The separation and time away from one another is going to have a lasting impact on our marriage. And I mean that in a good way. Hubby and I are already realizing the things that we wish we would have done a wee bit different over the last two years. I am remembering all of the reasons that I fell in love with him, the things that sometimes get over shadowed by my own selfishness and petty frustrations. I know without a shadow of a doubt, now more than ever before, that life without him will never be an option. Ever. We both said in the beginning that divorce was never an option if we hit a point in our marriage where we started to have problems. I concur with that now more than ever. Being without him instills the drive and the desire to make our marriage the best that it can be, forever.
I know it sounds somewhat mundane to say this, especially since I have only been away from Hubby for a week, but I feel like this time away from him is giving me the chance to rediscover who I am. The past two years have been the absolute best two years of my life. Without a shadow of a doubt. I married the only man in the world that I was ever meant to truly love, and together we brought the most amazing little boy into the world. But somewhere during the becoming a wife, packing up and leaving behind the place I was born and raised, and giving birth to our son, I lost who I was. Not completely because there is a part of me that makes an appearance on occasion.
I haven’t quite figured out how to adapt the parts of my life that have changed [the wife and mother roles] with the person that was me. I know that over time everyone changes. It’s inevitable. That’s life. If things didn’t change, our lives would be boring. But there are parts of me that I want to resurface. Desires and passions that I want to rekindle. Ambitions and dreams I want to take hold of again. And I think that Hubby feels the same way about himself. We went through a lot of changes in a short amount of time. We took some big steps and made a lot of leaps in our first two years. And I feel like we didn’t really get the opportunity to adapt to the changes slowly. I sometimes feel like we jumped blind.
I wouldn’t change anything at all. Not even in the slightest. Don’t think that. I’m happy with the choices we have made and the changes life has thrown our way. And I love where we are. I love my life.
I feel sometimes like maybe I have neglected part of the duties I have as a wife. I can’t really put into words exactly what I mean…but I feel like I have allowed motherhood to become bigger than being a wife. And that comes first. Without my husband, Little Man wouldn’t be here. I know that I’m a good wife in so many ways. [Not to sound arrogant or anything, but I am. Ask my husband. He’ll tell you.] But there are so, so, so many things that I need to do differently.
Same thing with being a mom. There are so many things that I need to change. Things I want to do different. Things I want to change. Things I want to do better. I have a mental list and I am eager to improve some things.

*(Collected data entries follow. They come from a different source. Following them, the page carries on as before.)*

use chrono::{DateTime, Utc};
use serde::{Deserialize, Serialize};

use super::message::Message;

/// The other participant of a conversation.
#[derive(Debug, Clone, PartialEq, Serialize, Deserialize)]
#[serde(rename_all = "camelCase")]
pub struct Peer {
    pub id: String,
    pub username: String,
    #[serde(default, skip_serializing_if = "Option::is_none")]
    pub avatar: Option<String>,
}

/// Denormalized preview of the most recent message, used for list sorting
/// and previews. Always mirrors the tail of `messages` after any mutation.
#[derive(Debug, Clone, PartialEq, Serialize, Deserialize)]
#[serde(rename_all = "camelCase")]
pub struct LastMessage {
    pub text: String,
    pub timestamp: DateTime<Utc>,
}

/// A conversation with a single peer. Message order is append order, which
/// is chronological.
#[derive(Debug, Clone, PartialEq, Serialize, Deserialize)]
#[serde(rename_all = "camelCase")]
pub struct Conversation {
    pub id: String,
    pub peer: Peer,
    #[serde(default)]
    pub messages: Vec<Message>,
    #[serde(default, skip_serializing_if = "Option::is_none")]
    pub last_message: Option<LastMessage>,
}

impl Conversation {
    /// Recomputes `last_message` from the tail of `messages`.
    pub(crate) fn refresh_last_message(&mut self) {
        self.last_message = self.messages.last().map(|m| LastMessage {
            text: m.text.clone(),
            timestamp: m.timestamp,
        });
    }

    /// Whether the conversation holds at least one unread message not
    /// authored by `user_id`.
    pub fn has_unread_for(&self, user_id: &str) -> bool {
        self.messages
            .iter()
            .any(|m| !m.read && m.sender_id != user_id)
    }
}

I feel like being back at home, back in Alabama where things are simple and slower, is going to free up my mind. The new Miranda Lambert song “The House that Built Me” sums up some of what I’m feeling. I can’t relate to a specific home or anything, but this place, so much of my past is here. So much of who I was and who I became is here. I need to get in touch with that again. Remember who I wanted to be years ago, get in touch with who I dreamed of being for my husband and my son, and take the steps toward becoming the person I know in my heart that I am.